(Beginning of RECORDS FOR THIS EXERCISE)

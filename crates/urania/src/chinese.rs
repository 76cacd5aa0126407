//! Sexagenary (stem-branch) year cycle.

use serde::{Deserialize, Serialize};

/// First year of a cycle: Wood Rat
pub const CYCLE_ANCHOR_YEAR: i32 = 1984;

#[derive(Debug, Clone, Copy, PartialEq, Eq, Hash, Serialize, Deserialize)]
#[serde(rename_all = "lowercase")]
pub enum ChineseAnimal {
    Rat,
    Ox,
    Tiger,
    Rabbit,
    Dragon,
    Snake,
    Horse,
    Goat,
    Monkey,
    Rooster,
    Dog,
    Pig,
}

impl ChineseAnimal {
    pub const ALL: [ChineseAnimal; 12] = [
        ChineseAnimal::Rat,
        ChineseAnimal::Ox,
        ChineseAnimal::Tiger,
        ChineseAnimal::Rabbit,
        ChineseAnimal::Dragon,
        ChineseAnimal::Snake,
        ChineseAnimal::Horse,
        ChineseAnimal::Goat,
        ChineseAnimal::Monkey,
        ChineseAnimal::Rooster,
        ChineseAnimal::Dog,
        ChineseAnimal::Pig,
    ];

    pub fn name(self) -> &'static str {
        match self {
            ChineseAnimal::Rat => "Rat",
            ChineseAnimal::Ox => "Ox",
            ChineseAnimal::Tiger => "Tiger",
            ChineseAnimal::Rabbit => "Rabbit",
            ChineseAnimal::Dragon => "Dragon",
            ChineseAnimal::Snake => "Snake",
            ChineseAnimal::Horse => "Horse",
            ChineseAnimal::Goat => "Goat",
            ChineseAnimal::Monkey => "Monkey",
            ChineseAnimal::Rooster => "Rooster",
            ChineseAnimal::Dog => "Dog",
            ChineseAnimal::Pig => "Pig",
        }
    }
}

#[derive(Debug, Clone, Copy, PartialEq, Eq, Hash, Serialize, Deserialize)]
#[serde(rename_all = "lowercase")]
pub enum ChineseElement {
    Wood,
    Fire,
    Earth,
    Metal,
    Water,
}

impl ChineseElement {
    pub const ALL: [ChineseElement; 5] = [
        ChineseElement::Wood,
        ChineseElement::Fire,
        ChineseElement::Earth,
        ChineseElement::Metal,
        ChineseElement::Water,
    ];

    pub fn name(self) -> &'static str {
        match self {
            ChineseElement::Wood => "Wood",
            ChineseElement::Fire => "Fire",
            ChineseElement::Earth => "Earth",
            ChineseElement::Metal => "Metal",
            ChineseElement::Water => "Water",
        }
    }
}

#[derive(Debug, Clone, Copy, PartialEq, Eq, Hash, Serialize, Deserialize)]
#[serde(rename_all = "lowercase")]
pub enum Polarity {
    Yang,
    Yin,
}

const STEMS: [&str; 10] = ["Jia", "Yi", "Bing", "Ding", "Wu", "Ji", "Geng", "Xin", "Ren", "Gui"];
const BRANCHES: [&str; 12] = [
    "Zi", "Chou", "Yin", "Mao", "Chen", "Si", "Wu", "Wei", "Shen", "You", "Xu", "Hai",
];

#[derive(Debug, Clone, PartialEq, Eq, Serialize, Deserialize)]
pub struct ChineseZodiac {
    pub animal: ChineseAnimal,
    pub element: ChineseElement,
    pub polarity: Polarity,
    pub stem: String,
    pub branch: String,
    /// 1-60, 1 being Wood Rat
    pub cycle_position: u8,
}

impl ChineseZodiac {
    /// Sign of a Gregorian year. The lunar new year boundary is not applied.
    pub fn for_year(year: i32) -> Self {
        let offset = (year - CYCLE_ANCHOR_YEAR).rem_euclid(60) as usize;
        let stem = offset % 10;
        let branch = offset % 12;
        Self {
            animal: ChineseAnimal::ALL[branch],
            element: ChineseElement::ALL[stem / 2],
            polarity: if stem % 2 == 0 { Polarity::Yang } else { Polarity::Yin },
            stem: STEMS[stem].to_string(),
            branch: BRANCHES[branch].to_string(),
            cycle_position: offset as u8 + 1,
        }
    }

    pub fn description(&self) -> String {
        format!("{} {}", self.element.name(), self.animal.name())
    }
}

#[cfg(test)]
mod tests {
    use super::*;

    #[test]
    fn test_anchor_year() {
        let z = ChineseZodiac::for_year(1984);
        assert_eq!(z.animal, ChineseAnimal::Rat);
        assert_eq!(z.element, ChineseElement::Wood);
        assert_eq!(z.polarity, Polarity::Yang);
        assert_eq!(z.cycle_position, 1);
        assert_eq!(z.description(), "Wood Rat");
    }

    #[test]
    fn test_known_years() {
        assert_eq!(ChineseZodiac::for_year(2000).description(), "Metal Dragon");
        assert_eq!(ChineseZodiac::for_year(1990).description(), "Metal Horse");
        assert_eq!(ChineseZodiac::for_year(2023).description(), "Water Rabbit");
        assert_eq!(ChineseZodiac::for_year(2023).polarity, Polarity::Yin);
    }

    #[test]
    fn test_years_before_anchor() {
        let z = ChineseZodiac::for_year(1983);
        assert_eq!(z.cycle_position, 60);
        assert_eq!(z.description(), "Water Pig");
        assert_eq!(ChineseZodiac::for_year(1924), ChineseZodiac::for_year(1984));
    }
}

(End of RECORDS FOR THIS EXERCISE)

→ **DIRECTIONS**
The entries above are to be transcribed in full and without error.

→ **WRITTEN ANSWER**
filename crates/urania/src/chinese.rs
repository 76cacd5aa0126407
//! Sexagenary (stem-branch) year cycle.

use serde::{Deserialize, Serialize};

/// First year of a cycle: Wood Rat
pub const CYCLE_ANCHOR_YEAR: i32 = 1984;

#[derive(Debug, Clone, Copy, PartialEq, Eq, Hash, Serialize, Deserialize)]
#[serde(rename_all = "lowercase")]
pub enum ChineseAnimal {
    Rat,
    Ox,
    Tiger,
    Rabbit,
    Dragon,
    Snake,
    Horse,
    Goat,
    Monkey,
    Rooster,
    Dog,
    Pig,
}

impl ChineseAnimal {
    pub const ALL: [ChineseAnimal; 12] = [
        ChineseAnimal::Rat,
        ChineseAnimal::Ox,
        ChineseAnimal::Tiger,
        ChineseAnimal::Rabbit,
        ChineseAnimal::Dragon,
        ChineseAnimal::Snake,
        ChineseAnimal::Horse,
        ChineseAnimal::Goat,
        ChineseAnimal::Monkey,
        ChineseAnimal::Rooster,
        ChineseAnimal::Dog,
        ChineseAnimal::Pig,
    ];

    pub fn name(self) -> &'static str {
        match self {
            ChineseAnimal::Rat => "Rat",
            ChineseAnimal::Ox => "Ox",
            ChineseAnimal::Tiger => "Tiger",
            ChineseAnimal::Rabbit => "Rabbit",
            ChineseAnimal::Dragon => "Dragon",
            ChineseAnimal::Snake => "Snake",
            ChineseAnimal::Horse => "Horse",
            ChineseAnimal::Goat => "Goat",
            ChineseAnimal::Monkey => "Monkey",
            ChineseAnimal::Rooster => "Rooster",
            ChineseAnimal::Dog => "Dog",
            ChineseAnimal::Pig => "Pig",
        }
    }
}

#[derive(Debug, Clone, Copy, PartialEq, Eq, Hash, Serialize, Deserialize)]
#[serde(rename_all = "lowercase")]
pub enum ChineseElement {
    Wood,
    Fire,
    Earth,
    Metal,
    Water,
}

impl ChineseElement {
    pub const ALL: [ChineseElement; 5] = [
        ChineseElement::Wood,
        ChineseElement::Fire,
        ChineseElement::Earth,
        ChineseElement::Metal,
        ChineseElement::Water,
    ];

    pub fn name(self) -> &'static str {
        match self {
            ChineseElement::Wood => "Wood",
            ChineseElement::Fire => "Fire",
            ChineseElement::Earth => "Earth",
            ChineseElement::Metal => "Metal",
            ChineseElement::Water => "Water",
        }
    }
}

#[derive(Debug, Clone, Copy, PartialEq, Eq, Hash, Serialize, Deserialize)]
#[serde(rename_all = "lowercase")]
pub enum Polarity {
    Yang,
    Yin,
}

const STEMS: [&str; 10] = ["Jia", "Yi", "Bing", "Ding", "Wu", "Ji", "Geng", "Xin", "Ren", "Gui"];
const BRANCHES: [&str; 12] = [
    "Zi", "Chou", "Yin", "Mao", "Chen", "Si", "Wu", "Wei", "Shen", "You", "Xu", "Hai",
];

#[derive(Debug, Clone, PartialEq, Eq, Serialize, Deserialize)]
pub struct ChineseZodiac {
    pub animal: ChineseAnimal,
    pub element: ChineseElement,
    pub polarity: Polarity,
    pub stem: String,
    pub branch: String,
    /// 1-60, 1 being Wood Rat
    pub cycle_position: u8,
}

impl ChineseZodiac {
    /// Sign of a Gregorian year. The lunar new year boundary is not applied.
    pub fn for_year(year: i32) -> Self {
        let offset = (year - CYCLE_ANCHOR_YEAR).rem_euclid(60) as usize;
        let stem = offset % 10;
        let branch = offset % 12;
        Self {
            animal: ChineseAnimal::ALL[branch],
            element: ChineseElement::ALL[stem / 2],
            polarity: if stem % 2 == 0 { Polarity::Yang } else { Polarity::Yin },
            stem: STEMS[stem].to_string(),
            branch: BRANCHES[branch].to_string(),
            cycle_position: offset as u8 + 1,
        }
    }

    pub fn description(&self) -> String {
        format!("{} {}", self.element.name(), self.animal.name())
    }
}

#[cfg(test)]
mod tests {
    use super::*;

    #[test]
    fn test_anchor_year() {
        let z = ChineseZodiac::for_year(1984);
        assert_eq!(z.animal, ChineseAnimal::Rat);
        assert_eq!(z.element, ChineseElement::Wood);
        assert_eq!(z.polarity, Polarity::Yang);
        assert_eq!(z.cycle_position, 1);
        assert_eq!(z.description(), "Wood Rat");
    }

    #[test]
    fn test_known_years() {
        assert_eq!(ChineseZodiac::for_year(2000).description(), "Metal Dragon");
        assert_eq!(ChineseZodiac::for_year(1990).description(), "Metal Horse");
        assert_eq!(ChineseZodiac::for_year(2023).description(), "Water Rabbit");
        assert_eq!(ChineseZodiac::for_year(2023).polarity, Polarity::Yin);
    }

    #[test]
    fn test_years_before_anchor() {
        let z = ChineseZodiac::for_year(1983);
        assert_eq!(z.cycle_position, 60);
        assert_eq!(z.description(), "Water Pig");
        assert_eq!(ChineseZodiac::for_year(1924), ChineseZodiac::for_year(1984));
    }
}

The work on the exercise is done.